A investigação portuguesa continua a dar cartas além fronteiras. Depois de, no passado dia 6, Maria Nunes Pereira (juntamente com Cristiano Ronaldo e Alexandre Farto - Vhils), também ela investigadora portuguesa, ter visto o seu nome na lista de 30 jovens inovadores de todo o mundo com menos de 35 anos, agora é a vez de Rita Guerreiro receber a distinção de "jovem investigadora europeia" de 2014. A cerimónia de consagração da cientista portuguesa está agendada para o próximo dia 19, segunda-feira, e terá lugar na prestigiada sala Olympia, em Paris. Rita Guerreiro integra os quadros da University College London, no Reino Unido.

O "Prix Européen Jeune Chercheur" (Prémio Europeu do Jovem Investigador), atribuído pela Association pour la Recherche sur Alzheimer (Associação para a Investigação sobre Alzheimer) será entregue à investigadora lusa devido ao trabalho apresentado por esta sobre as mutações do gene TREM2, que surge na linha da frente como possível factor de risco da Doença de Alzheimer, bem como de outras doenças degenerativas, como por exemplo a Demência Frontotemporal. A votação foi levada a cabo por um comité científico europeu. De acordo com um estudo de 2013 da Alzheimer Disease International estima-se que mais de 130 milhões de pessoas de todo o mundo sofram de doenças do foro mental.

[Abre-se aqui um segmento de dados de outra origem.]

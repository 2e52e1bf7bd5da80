use http::StatusCode;
use thiserror::Error;

#[derive(Debug, Error, PartialEq, Eq, Clone)]
pub enum NetError {
    // Connection Errors
    #[error("Connection closed (TCP FIN)")]
    ConnectionClosed,
    #[error("Connection to {host}:{port} failed: {message}")]
    ConnectionFailedTo {
        host: String,
        port: u16,
        message: String,
    },
    #[error("Name not resolved: {domain}: {message}")]
    NameNotResolvedFor { domain: String, message: String },
    #[error("SSL protocol error")]
    SslProtocolError,
    #[error("SSL handshake with {host} failed")]
    SslHandshakeFailed { host: String },
    #[error("Request timed out")]
    TimedOut,

    // HTTP Errors
    #[error("Invalid URL")]
    InvalidUrl,
    #[error("Unknown URL scheme")]
    UnknownUrlScheme,
    #[error("Invalid header: {name}")]
    InvalidHeader { name: String },
    #[error("Failed to read response body")]
    HttpBodyError,
    #[error("HTTP status {0}")]
    HttpStatus(StatusCode),

    // Body decoding
    #[error("Response body is not text")]
    ContentDecodingFailed,
    #[error("Response body is not valid JSON")]
    JsonParseError,
}

impl NetError {
    pub fn connection_failed_to(host: &str, port: u16, err: std::io::Error) -> Self {
        NetError::ConnectionFailedTo {
            host: host.to_string(),
            port,
            message: err.to_string(),
        }
    }

    pub fn dns_failed(domain: &str, err: std::io::Error) -> Self {
        NetError::NameNotResolvedFor {
            domain: domain.to_string(),
            message: err.to_string(),
        }
    }

    /// Chromium `net_error_list.h` code, used as a stable log field.
    pub fn as_i32(&self) -> i32 {
        match self {
            NetError::ConnectionClosed => -100,
            NetError::ConnectionFailedTo { .. } => -104,
            NetError::NameNotResolvedFor { .. } => -105,
            NetError::SslProtocolError => -107,
            NetError::SslHandshakeFailed { .. } => -107,
            NetError::TimedOut => -118,
            NetError::InvalidUrl => -300,
            NetError::UnknownUrlScheme => -302,
            NetError::InvalidHeader { .. } => -320,
            NetError::HttpBodyError => -320,
            NetError::HttpStatus(_) => -370,
            NetError::ContentDecodingFailed => -330,
            NetError::JsonParseError => -330,
        }
    }

    /// True for failures raised before any bytes reached the server.
    pub fn is_connect(&self) -> bool {
        matches!(
            self,
            NetError::ConnectionFailedTo { .. }
                | NetError::NameNotResolvedFor { .. }
                | NetError::SslProtocolError
                | NetError::SslHandshakeFailed { .. }
        )
    }
}
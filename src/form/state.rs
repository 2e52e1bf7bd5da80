//! Postback state carried from one response to the next request.

use crate::http::formheaders::FormHeaders;
use serde::{Deserialize, Serialize};

/// Name of the view-state hidden field (and header, when a single value is sent).
pub const VIEW_STATE_FIELD: &str = "__VIEWSTATE";

/// Name of the event-validation hidden field and header.
pub const EVENT_VALIDATION_FIELD: &str = "__EVENTVALIDATION";

/// Which side wins when a caller header and an injected postback header share
/// a name (ASCII case-insensitive).
#[derive(Debug, Clone, Copy, Default, PartialEq, Eq, Serialize, Deserialize)]
pub enum HeaderPrecedence {
    /// Caller headers are sent exactly as supplied; the colliding injected
    /// value is dropped.
    #[default]
    Caller,
    /// The carried value replaces the caller's value for that name.
    Carried,
}

/// View-state values and event-validation token scraped from the last
/// response.
///
/// Replaced wholesale after every completed request, never merged.
#[derive(Debug, Clone, Default, PartialEq, Eq, Serialize, Deserialize)]
pub struct CarriedState {
    view_states: Vec<String>,
    event_validation: Option<String>,
}

impl CarriedState {
    pub fn new() -> Self {
        Self::default()
    }

    pub fn from_parts(view_states: Vec<String>, event_validation: Option<String>) -> Self {
        Self {
            view_states,
            event_validation,
        }
    }

    /// View-state values in document order.
    pub fn view_states(&self) -> &[String] {
        &self.view_states
    }

    pub fn event_validation(&self) -> Option<&str> {
        self.event_validation.as_deref()
    }

    pub fn is_empty(&self) -> bool {
        self.view_states.is_empty() && self.event_validation.is_none()
    }

    pub fn push_view_state(&mut self, value: impl Into<String>) {
        self.view_states.push(value.into());
    }

    pub fn set_event_validation(&mut self, value: Option<String>) {
        self.event_validation = value;
    }

    pub fn clear(&mut self) {
        self.view_states.clear();
        self.event_validation = None;
    }

    /// Headers this state contributes to a POST or PUT.
    ///
    /// One view-state goes out as `__VIEWSTATE`; several go out as
    /// `__VIEWSTATE1..n` in carried order. An empty event-validation token
    /// is not sent.
    pub fn postback_headers(&self) -> FormHeaders {
        let mut headers = FormHeaders::new();
        match self.view_states.as_slice() {
            [] => {}
            [single] => headers.insert(VIEW_STATE_FIELD, single.as_str()),
            many => {
                for (idx, value) in many.iter().enumerate() {
                    headers.insert(format!("{}{}", VIEW_STATE_FIELD, idx + 1), value.as_str());
                }
            }
        }
        if let Some(token) = self.event_validation.as_deref().filter(|t| !t.is_empty()) {
            headers.insert(EVENT_VALIDATION_FIELD, token);
        }
        headers
    }

    /// Merge [`postback_headers`](Self::postback_headers) into `headers`.
    /// Returns how many injected headers made it into the map.
    pub fn inject_into(&self, headers: &mut FormHeaders, precedence: HeaderPrecedence) -> usize {
        let mut injected = 0;
        for (name, value) in self.postback_headers().iter() {
            match precedence {
                HeaderPrecedence::Caller => {
                    if headers.insert_if_absent(name, value) {
                        injected += 1;
                    } else {
                        tracing::trace!(header = name, "caller header shadows carried value");
                    }
                }
                HeaderPrecedence::Carried => {
                    headers.insert(name, value);
                    injected += 1;
                }
            }
        }
        injected
    }
}

#[cfg(test)]
mod tests {
    use super::*;

    fn state(views: &[&str], ev: Option<&str>) -> CarriedState {
        CarriedState::from_parts(
            views.iter().map(|v| v.to_string()).collect(),
            ev.map(str::to_string),
        )
    }

    #[test]
    fn test_new_is_empty() {
        let s = CarriedState::new();
        assert!(s.is_empty());
        assert!(s.view_states().is_empty());
        assert!(s.event_validation().is_none());
        assert!(s.postback_headers().is_empty());
    }

    #[test]
    fn test_single_view_state_unnumbered() {
        let headers = state(&["A"], None).postback_headers();
        assert_eq!(headers.len(), 1);
        assert_eq!(headers.get("__VIEWSTATE"), Some("A"));
        assert!(headers.get("__VIEWSTATE1").is_none());
    }

    #[test]
    fn test_multiple_view_states_numbered_from_one() {
        let headers = state(&["A", "B", "C"], None).postback_headers();
        let pairs: Vec<_> = headers.iter().collect();
        assert_eq!(
            pairs,
            vec![
                ("__VIEWSTATE1", "A"),
                ("__VIEWSTATE2", "B"),
                ("__VIEWSTATE3", "C")
            ]
        );
        assert!(headers.get("__VIEWSTATE").is_none());
    }

    #[test]
    fn test_event_validation_header() {
        let headers = state(&[], Some("tok")).postback_headers();
        assert_eq!(headers.iter().collect::<Vec<_>>(), vec![("__EVENTVALIDATION", "tok")]);
    }

    #[test]
    fn test_empty_event_validation_not_sent() {
        let headers = state(&[], Some("")).postback_headers();
        assert!(headers.is_empty());
    }

    #[test]
    fn test_caller_precedence_keeps_caller_value() {
        let mut headers = FormHeaders::new();
        headers.insert("__viewstate", "mine");
        headers.insert("Referer", "http://intranet/");

        let injected = state(&["carried"], Some("tok")).inject_into(&mut headers, HeaderPrecedence::Caller);

        assert_eq!(injected, 1);
        assert_eq!(headers.get("__VIEWSTATE"), Some("mine"));
        assert_eq!(headers.get("__EVENTVALIDATION"), Some("tok"));
        assert_eq!(headers.len(), 3);
    }

    #[test]
    fn test_carried_precedence_overrides() {
        let mut headers = FormHeaders::new();
        headers.insert("__EVENTVALIDATION", "mine");

        let injected = state(&[], Some("tok")).inject_into(&mut headers, HeaderPrecedence::Carried);

        assert_eq!(injected, 1);
        assert_eq!(headers.get("__EVENTVALIDATION"), Some("tok"));
        assert_eq!(headers.len(), 1);
    }

    #[test]
    fn test_clear() {
        let mut s = state(&["A", "B"], Some("tok"));
        s.clear();
        assert_eq!(s, CarriedState::new());
    }

    #[test]
    fn test_serde_snapshot() {
        let s = state(&["A", "B"], Some("tok"));
        let json = serde_json::to_string(&s).unwrap();
        assert_eq!(json, r#"{"view_states":["A","B"],"event_validation":"tok"}"#);
        let back: CarriedState = serde_json::from_str(&json).unwrap();
        assert_eq!(back, s);
    }
}
//! WebForms postback handling.
//!
//! - [`state`]: the carried `__VIEWSTATE` / `__EVENTVALIDATION` values
//! - [`scanner`]: hidden-field extraction from response markup
//! - [`client`]: the request/scan cycle tying them to a transport

pub mod client;
pub mod scanner;
pub mod state;

pub use client::{StatefulFormClient, StatefulFormClientBuilder};
pub use scanner::{HiddenFieldScanner, ScanError};
pub use state::{CarriedState, HeaderPrecedence};
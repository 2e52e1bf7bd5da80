pub mod charset;
pub mod formheaders;
pub mod request;
pub mod response;

// Re-exports for convenience
pub use formheaders::FormHeaders;
pub use request::{FormMethod, FormRequest};
pub use response::HttpResponse;
//! Pooled SQLite access with bounded retry.
//!
//! Every statement acquires a connection, runs once, and releases it before
//! any retry or error is surfaced. Pool acquisition and connection resets are
//! each retried a bounded number of times.

use std::str::FromStr;
use std::time::Duration;

use sqlx::pool::PoolConnection;
use sqlx::sqlite::{
    SqliteArguments, SqliteConnectOptions, SqlitePool, SqlitePoolOptions, SqliteRow,
};
use sqlx::{Row, Sqlite};
use uuid::Uuid;

use trellis_core::config::{DatabaseConfig, RetryConfig};
use trellis_core::error::{ErrorContext, Result, TrellisError};
use trellis_core::types::TypeCode;

/// A value bound to a statement placeholder.
#[derive(Debug, Clone, PartialEq)]
pub enum Param {
    Uuid(Uuid),
    Int(i64),
    Float(f64),
    Text(String),
    Blob(Vec<u8>),
    Null,
}

impl From<Uuid> for Param {
    fn from(v: Uuid) -> Self {
        Param::Uuid(v)
    }
}

impl From<i64> for Param {
    fn from(v: i64) -> Self {
        Param::Int(v)
    }
}

impl From<TypeCode> for Param {
    fn from(v: TypeCode) -> Self {
        Param::Int(i64::from(v))
    }
}

impl From<f64> for Param {
    fn from(v: f64) -> Self {
        Param::Float(v)
    }
}

impl From<String> for Param {
    fn from(v: String) -> Self {
        Param::Text(v)
    }
}

impl From<&str> for Param {
    fn from(v: &str) -> Self {
        Param::Text(v.to_string())
    }
}

impl From<Vec<u8>> for Param {
    fn from(v: Vec<u8>) -> Self {
        Param::Blob(v)
    }
}

impl<T: Into<Param>> From<Option<T>> for Param {
    fn from(v: Option<T>) -> Self {
        v.map_or(Param::Null, Into::into)
    }
}

/// An owned SQL statement with positional parameters.
///
/// Owned so the same statement can be re-bound on a fresh connection after a
/// reset.
#[derive(Debug, Clone, PartialEq)]
pub struct Statement {
    sql: String,
    params: Vec<Param>,
}

impl Statement {
    pub fn new(sql: impl Into<String>) -> Self {
        Self {
            sql: sql.into(),
            params: Vec::new(),
        }
    }

    pub fn bind(mut self, param: impl Into<Param>) -> Self {
        self.params.push(param.into());
        self
    }

    pub fn bind_all<P: Into<Param>>(mut self, params: impl IntoIterator<Item = P>) -> Self {
        self.params.extend(params.into_iter().map(Into::into));
        self
    }

    pub fn sql(&self) -> &str {
        &self.sql
    }

    pub fn params(&self) -> &[Param] {
        &self.params
    }

    fn query(&self) -> sqlx::query::Query<'_, Sqlite, SqliteArguments<'_>> {
        let mut query = sqlx::query(&self.sql);
        for param in &self.params {
            query = match param {
                Param::Uuid(v) => query.bind(*v),
                Param::Int(v) => query.bind(*v),
                Param::Float(v) => query.bind(*v),
                Param::Text(v) => query.bind(v.as_str()),
                Param::Blob(v) => query.bind(v.as_slice()),
                Param::Null => query.bind(None::<i64>),
            };
        }
        query
    }
}

/// `?, ?, ?` for `n` placeholders.
pub fn placeholders(n: usize) -> String {
    vec!["?"; n].join(", ")
}

enum Fetch {
    Execute,
    All,
    Optional,
}

enum Fetched {
    Affected(u64),
    Rows(Vec<SqliteRow>),
    Row(Option<SqliteRow>),
}

/// Thread-safe pooled client. Clone is cheap.
#[derive(Clone)]
pub struct StoreClient {
    pool: SqlitePool,
    retry: RetryConfig,
}

impl StoreClient {
    pub async fn connect(config: &DatabaseConfig, retry: RetryConfig) -> Result<Self> {
        let options = SqliteConnectOptions::from_str(&config.url)
            .map_err(|e| TrellisError::Config(format!("Invalid database url: {e}")))?
            .create_if_missing(true)
            .busy_timeout(Duration::from_secs(5));

        let mut pool = SqlitePoolOptions::new()
            .max_connections(config.max_connections.max(1))
            .min_connections(config.min_connections)
            .acquire_timeout(Duration::from_millis(config.acquire_timeout_ms));
        if is_in_memory(&config.url) {
            // Closing the only connection would drop the database.
            pool = pool.idle_timeout(None).max_lifetime(None);
        }

        let pool = pool
            .connect_with(options)
            .await
            .map_err(|e| TrellisError::storage("Could not open database", Some(e.into())))?;

        tracing::info!(url = %config.url, "Connected to database");
        Ok(Self { pool, retry })
    }

    pub fn from_pool(pool: SqlitePool, retry: RetryConfig) -> Self {
        Self { pool, retry }
    }

    pub fn pool(&self) -> &SqlitePool {
        &self.pool
    }

    /// Apply the embedded schema migrations.
    pub async fn migrate(&self) -> Result<()> {
        sqlx::migrate!("./migrations")
            .run(&self.pool)
            .await
            .map_err(|e| TrellisError::storage("Migration failed", Some(e.into())))?;
        tracing::info!("Database schema is up to date");
        Ok(())
    }

    /// Execute a write statement; returns rows affected.
    pub async fn run(&self, stmt: &Statement) -> Result<u64> {
        match self.dispatch(stmt, Fetch::Execute).await? {
            Fetched::Affected(n) => Ok(n),
            _ => Ok(0),
        }
    }

    /// Execute a read statement and collect all rows.
    pub async fn query_rows(&self, stmt: &Statement) -> Result<Vec<SqliteRow>> {
        match self.dispatch(stmt, Fetch::All).await? {
            Fetched::Rows(rows) => Ok(rows),
            _ => Ok(Vec::new()),
        }
    }

    /// Execute a read statement and return the first row, if any.
    pub async fn query_one(&self, stmt: &Statement) -> Result<Option<SqliteRow>> {
        match self.dispatch(stmt, Fetch::Optional).await? {
            Fetched::Row(row) => Ok(row),
            _ => Ok(None),
        }
    }

    async fn dispatch(&self, stmt: &Statement, fetch: Fetch) -> Result<Fetched> {
        let mut resets = 0;
        loop {
            let mut conn = self.acquire().await?;
            let query = stmt.query();
            let outcome = match fetch {
                Fetch::Execute => query
                    .execute(&mut *conn)
                    .await
                    .map(|done| Fetched::Affected(done.rows_affected())),
                Fetch::All => query.fetch_all(&mut *conn).await.map(Fetched::Rows),
                Fetch::Optional => query.fetch_optional(&mut *conn).await.map(Fetched::Row),
            };

            match outcome {
                Ok(fetched) => return Ok(fetched),
                Err(e) if is_reset(&e) && resets < self.retry.reset_attempts => {
                    resets += 1;
                    tracing::warn!(attempt = resets, error = %e, "Connection reset, retrying statement");
                    // Keep the broken connection out of the pool.
                    drop(conn.detach());
                }
                Err(e) => {
                    drop(conn);
                    return Err(db_err(e, stmt.sql()));
                }
            }
        }
    }

    async fn acquire(&self) -> Result<PoolConnection<Sqlite>> {
        let attempts = self.retry.acquire_attempts.max(1);
        let mut attempt = 0;
        loop {
            attempt += 1;
            match self.pool.acquire().await {
                Ok(conn) => return Ok(conn),
                Err(e) if attempt < attempts => {
                    tracing::warn!(attempt, error = %e, "Failed to acquire connection, retrying");
                    tokio::time::sleep(Duration::from_millis(10 * u64::from(attempt))).await;
                }
                Err(e) => {
                    return Err(TrellisError::storage(
                        format!("Could not acquire a connection after {attempts} attempts"),
                        Some(e.into()),
                    ))
                }
            }
        }
    }
}

fn is_in_memory(url: &str) -> bool {
    url.contains(":memory:") || url.contains("mode=memory")
}

fn is_reset(err: &sqlx::Error) -> bool {
    use std::io::ErrorKind;
    match err {
        sqlx::Error::Io(io) => matches!(
            io.kind(),
            ErrorKind::ConnectionReset | ErrorKind::BrokenPipe | ErrorKind::ConnectionAborted
        ),
        _ => false,
    }
}

/// Map a driver error onto the store taxonomy.
pub(crate) fn db_err(err: sqlx::Error, sql: &str) -> TrellisError {
    if let sqlx::Error::Database(db) = &err {
        if db.is_unique_violation() {
            return TrellisError::conflict(
                "Duplicate entry",
                ErrorContext::new().with("detail", db.message()),
            );
        }
    }
    tracing::debug!(sql, error = %err, "Statement failed");
    TrellisError::storage("Statement failed", Some(err.into()))
}

/// Read one column, mapping decode failures to a storage error.
pub(crate) fn column<'r, T>(row: &'r SqliteRow, name: &str) -> Result<T>
where
    T: sqlx::Decode<'r, Sqlite> + sqlx::Type<Sqlite>,
{
    row.try_get::<T, _>(name)
        .map_err(|e| TrellisError::storage(format!("Bad column {name}"), Some(e.into())))
}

Em declarações à Agência Lusa, Rita Guerreiro classifica o prémio como um reconhecimento pelo trabalho "que temos desenvolvido" nos últimos dez anos e refere ainda que a distinção é uma injecção de motivação "muito grande para o futuro". A investigadora portuguesa faz questão de sublinhar a importância de toda a equipa que a acompanha neste momento tão gratificante, ao frisar que é bastante satisfatório ver que a descoberta feita está a fazer "com que haja mais investigação aplicada", designadamente no que concerne aos fármacos, "que se estão a basear nestas descobertas".

O montante do prémio cifra-se nos 10 mil euros, quantia que Rita Guerreiro, de 34 anos, pretende aplicar na manutenção do laboratório e nos estudos que a equipa tem estado a desenvolver. A cientista portuguesa deixou Portugal em 2006, e ainda que tivesse o desejo de regressar, admite que trabalhar naquela área em Portugal é "muito difícil", uma vez que os investimentos na ciência "são cada vez menores".